Dataset extract START
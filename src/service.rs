//! Subscription wiring and the read/apply/write/publish cycle
//!
//! Every inbound message runs in its own task. Handling one message is:
//! decode, lock the store key, read the batch, apply the pure handler,
//! write the batch back, then publish. Nothing is published before the
//! write succeeds.

use std::sync::Arc;

use chrono::Utc;
use tokio::task::JoinHandle;
use tracing::{debug, error, info, instrument, warn};

use crate::bus::{EventBus, Message};
use crate::config::{DecodePolicy, OrchestratorConfig};
use crate::handler::{self, Transition};
use crate::model::{Batch, ExecutionEvent, OutcomeKind};
use crate::store::{KeyedLocks, StateStore};
use crate::{ExecutionsError, Result};

/// Which flow an inbound subject feeds
#[derive(Debug, Clone, Copy, PartialEq, Eq)]
enum Route {
    Request,
    Outcome(OutcomeKind),
}

/// Orchestrator bound to a store and a bus
#[derive(Clone)]
pub struct ExecutionsService {
    store: Arc<dyn StateStore>,
    bus: Arc<dyn EventBus>,
    config: Arc<OrchestratorConfig>,
    locks: KeyedLocks,
}

impl std::fmt::Debug for ExecutionsService {
    fn fmt(&self, f: &mut std::fmt::Formatter<'_>) -> std::fmt::Result {
        f.debug_struct("ExecutionsService")
            .field("config", &self.config)
            .field("locked_keys", &self.locks.len())
            .finish()
    }
}

/// Running subscriptions of a started service
pub struct ServiceHandle {
    listeners: Vec<JoinHandle<()>>,
}

impl ServiceHandle {
    /// Stop listening; handlers already running finish on their own
    pub fn shutdown(&self) {
        for listener in &self.listeners {
            listener.abort();
        }
    }

    /// Wait until every subscription stream ends
    pub async fn join(self) -> Result<()> {
        for listener in self.listeners {
            match listener.await {
                Ok(()) => {}
                Err(e) if e.is_cancelled() => {}
                Err(e) => return Err(e.into()),
            }
        }
        Ok(())
    }
}

impl ExecutionsService {
    /// Create a service
    pub fn new(store: Arc<dyn StateStore>, bus: Arc<dyn EventBus>, config: OrchestratorConfig) -> Self {
        Self {
            store,
            bus,
            config: Arc::new(config),
            locks: KeyedLocks::new(),
        }
    }

    /// Active configuration
    pub fn config(&self) -> &OrchestratorConfig {
        &self.config
    }

    /// Subscribe to the request and outcome subjects
    ///
    /// Subscriptions are in place when this returns.
    pub async fn start(&self) -> Result<ServiceHandle> {
        let subjects = &self.config.subjects;
        let routes = [
            (subjects.request.clone(), Route::Request),
            (subjects.outcome_done.clone(), Route::Outcome(OutcomeKind::Completed)),
            (subjects.outcome_error.clone(), Route::Outcome(OutcomeKind::Errored)),
        ];

        let mut listeners = Vec::with_capacity(routes.len());
        for (subject, route) in routes {
            let mut subscription = self.bus.subscribe(&subject).await?;
            let service = self.clone();
            listeners.push(tokio::spawn(async move {
                while let Some(message) = subscription.next().await {
                    let service = service.clone();
                    tokio::spawn(async move {
                        service.handle_message(route, message).await;
                    });
                }
                warn!(subject = %subscription.subject(), "Subscription closed");
            }));
            info!(subject = %subject, "Listening");
        }

        Ok(ServiceHandle { listeners })
    }

    #[instrument(skip(self, message), fields(message_id = %message.id, subject = %message.subject))]
    async fn handle_message(&self, route: Route, message: Message) {
        let queued = Utc::now() - message.received_at;
        debug!(queued_ms = queued.num_milliseconds(), "Handling message");

        let result = match route {
            Route::Request => self.handle_request(&message.payload).await,
            Route::Outcome(kind) => self.handle_outcome(&message.payload, kind).await,
        };

        match result {
            Ok(transition) => {
                if transition.finalized.is_some() {
                    self.locks.prune();
                }
            }
            Err(e) => error!(error = %e, "Message dropped"),
        }
    }

    /// Handle a batch creation request
    pub async fn handle_request(&self, payload: &[u8]) -> Result<Transition> {
        let batch = match Batch::from_slice(payload) {
            Ok(batch) => batch,
            Err(e) => self.on_decode_error("creation request", e)?,
        };

        let key = batch.cache_key();
        let _guard = self.locks.lock(&key).await;

        let snapshot = batch.to_json()?;
        self.persist(&key, &snapshot).await?;

        let transition = handler::process_request(batch, &self.config.subjects);
        if let Some(updated) = &transition.persist {
            self.persist(&key, &updated.to_json()?).await?;
        }

        self.publish_all(&transition).await;
        Ok(transition)
    }

    /// Handle a per-execution outcome
    pub async fn handle_outcome(&self, payload: &[u8], kind: OutcomeKind) -> Result<Transition> {
        let event = match ExecutionEvent::from_slice(payload) {
            Ok(event) => event,
            Err(e) => self.on_decode_error("outcome event", e)?,
        };

        let read_key = event.cache_key();
        let _guard = self.locks.lock(&read_key).await;
        let attempts = self.config.update_attempts.max(1);

        for attempt in 1..=attempts {
            let (current, readable) = match self.store.get(&read_key).await {
                Ok(current) => (current, true),
                Err(e) if self.config.decode_policy == DecodePolicy::Lenient => {
                    warn!(key = %read_key, error = %e, "Store read failed, continuing with an empty batch");
                    (None, false)
                }
                Err(e) => return Err(e),
            };

            let stored = match current.as_deref() {
                Some(raw) => match Batch::from_slice(raw.as_bytes()) {
                    Ok(batch) => batch,
                    Err(e) => self.on_decode_error("stored batch", e)?,
                },
                None if readable => self.on_missing_batch(&read_key)?,
                None => Batch::default(),
            };

            let transition = handler::process_outcome(stored, &event, kind, &self.config.subjects);
            let updated = match &transition.persist {
                Some(updated) => updated,
                None => {
                    self.publish_all(&transition).await;
                    return Ok(transition);
                }
            };

            let write_key = updated.cache_key();
            let value = updated.to_json()?;
            let written = if readable && write_key == read_key {
                self.store
                    .compare_and_set(&write_key, current.as_deref(), &value)
                    .await
            } else {
                self.store.set(&write_key, &value).await.map(|_| true)
            };

            match written {
                Ok(true) => {
                    self.publish_all(&transition).await;
                    return Ok(transition);
                }
                Ok(false) => {
                    debug!(key = %write_key, attempt, "Batch changed concurrently, re-reading");
                }
                Err(e) if self.config.decode_policy == DecodePolicy::Lenient => {
                    error!(key = %write_key, error = %e, "Failed to persist batch");
                    self.publish_all(&transition).await;
                    return Ok(transition);
                }
                Err(e) => return Err(e),
            }
        }

        Err(ExecutionsError::Conflict {
            key: read_key,
            attempts,
        })
    }

    async fn persist(&self, key: &str, value: &str) -> Result<()> {
        match self.store.set(key, value).await {
            Ok(()) => Ok(()),
            Err(e) if self.config.decode_policy == DecodePolicy::Lenient => {
                error!(key, error = %e, "Failed to persist batch");
                Ok(())
            }
            Err(e) => Err(e),
        }
    }

    async fn publish_all(&self, transition: &Transition) {
        for outbound in &transition.outbound {
            let payload = match outbound.encode() {
                Ok(payload) => payload,
                Err(e) => {
                    error!(subject = %outbound.subject, error = %e, "Failed to encode message");
                    continue;
                }
            };
            if let Err(e) = self.bus.publish(&outbound.subject, payload).await {
                error!(subject = %outbound.subject, error = %e, "Failed to publish message");
            }
        }
    }

    fn on_decode_error<T: Default>(&self, what: &str, err: ExecutionsError) -> Result<T> {
        match self.config.decode_policy {
            DecodePolicy::Lenient => {
                warn!(error = %err, "Malformed {}, continuing with empty values", what);
                Ok(T::default())
            }
            DecodePolicy::Strict => Err(ExecutionsError::Decode(format!("malformed {}: {}", what, err))),
        }
    }

    fn on_missing_batch(&self, key: &str) -> Result<Batch> {
        match self.config.decode_policy {
            DecodePolicy::Lenient => {
                warn!(key, "No stored batch, continuing with an empty batch");
                Ok(Batch::default())
            }
            DecodePolicy::Strict => Err(ExecutionsError::Decode(format!("no batch stored under {}", key))),
        }
    }
}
Dataset extract END
▶ Task instructions
Only the lines that contain the word "spawn" should be copied from the material.

▶ Final answer
            listeners.push(tokio::spawn(async move {
                    tokio::spawn(async move {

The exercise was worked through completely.